From 1689 to 1695 Wu Li was busily engaged in missionary work in Kiangsu, especially in Nanking and Shanghai. From 1695 onward, he worked chiefly in the neighborhood of Chia-ting, northwest of Shanghai; and from 1699 to 1702 was probably in charge of the mission at that place. After 1704 he seems to have spent most of his time in Shanghai where he died and was buried. The monument marking his tomb, which was erected by Father Manoel Mendes 孟由義 (T. 居仁, 1656–1743), is preserved in the church at Zikawei. In 1719, a year after his death, his poems were printed by a disciple, under the title 墨井詩鈔 Mo-ching shih-ch'ao, 2 chüan, together with a collection of his colophons on paintings, entitled Mo-ching hua-pa (畫跋), 1 chüan. His religious and philosophical sayings, composed during the years 1696-97, were recorded by a disciple in a work entitled 口鐸 K'ou-to.

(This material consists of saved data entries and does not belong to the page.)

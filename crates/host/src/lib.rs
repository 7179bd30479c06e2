//! Browser Preview - host half
//!
//! Runs next to the editor. Launches one browser per logical session, opens a tab
//! per preview window and relays between each panel and its tab.
//!
//! # Architecture
//!
//! 1. **One connection**: every tab is a flattened CDP session on a single
//!    browser-level WebSocket
//! 2. **Explicit dispatch**: UI messages are either host commands or page
//!    commands, decided by a closed table, never by string prefix
//! 3. **Capabilities, not globals**: the editor, panels, launcher and
//!    collaboration transport are injected traits
//! 4. **Disposal drains**: closing a window cancels every call it has in flight

pub mod cdp;
pub mod collaboration;
pub mod editor;
pub mod error;
pub mod events;
pub mod launcher;
pub mod manager;
pub mod page;
pub mod registry;
pub mod window;

#[cfg(test)]
pub(crate) mod testing;

pub use cdp::{CDPClient, CDPSession};
pub use collaboration::{CollaborationRelay, CollaborationTransport, PeerMessage, PeerRole};
pub use editor::{Clipboard, HostEditor, Panel, PanelFactory};
pub use error::{HostError, Result};
pub use events::{EventBus, RegistryEvent};
pub use launcher::{Browser, BrowserHandle, ChromeLauncher, LaunchConfig, Launcher};
pub use manager::BrowserProcessManager;
pub use page::{LocalCommand, PageChannel, PageSession};
pub use registry::WindowRegistry;
pub use window::{WindowController, WindowEvent, WindowListener, WindowPhase};
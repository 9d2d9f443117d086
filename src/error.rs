//! Semantic error types for the dockmachine library.
//!
//! This module defines the error hierarchy for dockmachine, following the
//! principle of using semantic error enums (via `thiserror`) for conditions the
//! caller might inspect or report, while reserving opaque errors
//! (`eyre::Report`) for the application boundary.

use std::sync::Arc;

use thiserror::Error;

use crate::environment::DockerType;

/// Joins variable names into the comma-separated form used in messages.
fn join_names(names: &[String]) -> String {
    names.join(", ")
}

/// Errors raised when an environment does not meet the preconditions of a
/// connection mode.
#[derive(Debug, Clone, PartialEq, Eq, Error)]
pub enum ValidationError {
    /// Variables that belong to another connection mode were set.
    #[error(
        "these variables were set: {}; they cannot be set in {mode} mode",
        join_names(.variables)
    )]
    ForbiddenVariables {
        /// The connection mode being validated.
        mode: DockerType,
        /// The offending variable names, sorted.
        variables: Vec<String>,
    },

    /// Variables required by the connection mode were missing or empty.
    #[error(
        "missing required environment variables: {}; they must be set in {mode} mode",
        join_names(.variables)
    )]
    MissingVariables {
        /// The connection mode being validated.
        mode: DockerType,
        /// The missing variable names, sorted.
        variables: Vec<String>,
    },

    /// The additional environment redefined a connection variable.
    #[error(
        "the following variables cannot exist in the additional environment as they will interfere with docker: {}",
        join_names(.variables)
    )]
    ReservedVariables {
        /// The reserved variable names that were supplied, sorted.
        variables: Vec<String>,
    },
}

/// Errors raised when a raw host string cannot be turned into a host IP.
#[derive(Debug, Clone, PartialEq, Eq, Error)]
pub enum ResolutionError {
    /// The host string was empty where a remote address is required.
    #[error("docker host cannot be blank")]
    EmptyHost,

    /// The host string used a scheme the resolver cannot address.
    #[error("unsupported scheme '{scheme}' in docker host '{host}'")]
    UnsupportedScheme {
        /// The full host string.
        host: String,
        /// The scheme that was rejected.
        scheme: String,
    },

    /// No host component could be extracted from the host string.
    #[error("no host component in docker host '{host}'")]
    MissingHost {
        /// The full host string.
        host: String,
    },
}

/// Errors that can occur during configuration loading and validation.
#[derive(Debug, Error)]
pub enum ConfigError {
    /// The configuration file could not be read or parsed.
    #[error("failed to parse configuration file: {message}")]
    ParseError {
        /// A description of the parse error.
        message: String,
    },

    /// A required configuration value is missing.
    #[error("missing required configuration: {field}")]
    MissingRequired {
        /// The name of the missing field.
        field: String,
    },

    /// A configuration value failed validation.
    #[error("invalid configuration value for '{field}': {reason}")]
    InvalidValue {
        /// The name of the invalid field.
        field: String,
        /// The reason the value is invalid.
        reason: String,
    },

    /// The `OrthoConfig` library returned an error while merging layers.
    #[error("configuration loading failed: {0}")]
    OrthoConfig(Arc<ortho_config::OrthoError>),
}

/// Top-level error type for dockmachine.
///
/// This enum aggregates the domain-specific errors into a single type. At the
/// application boundary (main.rs) these errors are converted to
/// `eyre::Report` for human-readable reporting.
#[derive(Debug, Error)]
pub enum DockMachineError {
    /// The environment failed validation.
    #[error(transparent)]
    Validation(#[from] ValidationError),

    /// The docker host could not be resolved.
    #[error(transparent)]
    Resolution(#[from] ResolutionError),

    /// Configuration could not be loaded.
    #[error(transparent)]
    Config(#[from] ConfigError),
}

/// A specialised `Result` type for dockmachine operations.
pub type Result<T> = std::result::Result<T, DockMachineError>;
//! Behavioural helpers for Docker machine resolution scenarios.

mod assertions;
mod state;
mod steps;

pub(crate) type StepResult<T> = Result<T, String>;

#[expect(
    unused_imports,
    reason = "rstest-bdd discovers step functions via attributes, not runtime usage"
)]
pub(crate) use assertions::*;
pub(crate) use state::{MachineState, machine_state};
#[expect(
    unused_imports,
    reason = "rstest-bdd discovers step functions via attributes, not runtime usage"
)]
pub(crate) use steps::*;
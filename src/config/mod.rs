//! Configuration system for dockmachine.
//!
//! This module provides the configuration structures and CLI definitions for
//! dockmachine. Configuration loading and precedence merging is handled by the
//! `ortho_config` crate: CLI flags override environment variables, which
//! override configuration files, which override defaults.
//!
//! The configuration file is expected at `~/.config/dockmachine/config.toml`
//! by default.
//!
//! # Example Configuration
//!
//! ```toml
//! docker_type = "remote"
//! docker_host = "tcp://10.0.0.5:2376"
//! tls_cert_path = "/home/dev/.docker/certs"
//!
//! [variables]
//! host = "DOCKER_HOST"
//! tls_verify = "DOCKER_TLS_VERIFY"
//! cert_path = "DOCKER_CERT_PATH"
//!
//! [environment]
//! COMPOSE_PROJECT_NAME = "demo"
//! ```

mod cli;
mod loader;
mod types;

#[cfg(test)]
mod tests;

pub use cli::{Cli, Commands, EnvArgs};
pub use loader::{env_var_names, load_config};
pub use types::AppConfig;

Little is known about the last years of Wu Li's life; apparently he was so occupied with his religious duties that he lost touch with many of his friends. There is a story, told by Chang Kêng (see under Ch'ên Shu), that Wu offended Wang Hui by refusing to return a painting he had borrowed from him. But certain poems and paintings prove this story to be false, showing, on the contrary, that the two artists, who were born in the same year and who died about a hundred days apart, were always devoted friends. Equally unfounded is the assertion that Wu Li learned Western methods of painting which he applied to his work. None of his paintings show a Western influence.

Though comparatively few of Wu Li's paintings are extant, they insure him a place among the great artists of the Ch'ing period. Forty-two photogravures of his painting and of his calligraphy appear in Variétés Sinologiques (no. 37).


[1/509/3b; 3/465/23a; 20/1/00; 26/1/32b; 27/4/4b; Ch'ên Yuan 陳垣, "In Commemoration of the Two Hundred and Fiftieth Anniversary of Wu Li" (in Chinese), in Fu-jên hsüeh-chih (see bibl. under Liu Pao-nan), vol. 5, nos. 1, 2 (1936); idem, chronological biography vol. 6, nos. 1, 2 (1937); Ku-kung chou-k'an (see bibl. under Na-yen-ch'êng), nos. 88, 144; L.T.C.L.H.M.; Pfister, Notices, pp. 395, 396; Tchang and de Prunelé, "Le Père Simon A Cunha S.J.", Variétés Sinologiques, no. 37; Moule, A.C. New China Review, vol. 3, pp. 138–139; Ch'ên Yüan, "Wu Yü-ghan" (put into English by Eugene Feifel), Monumenta Serica vol. 3 (1938) pp. 130–706.]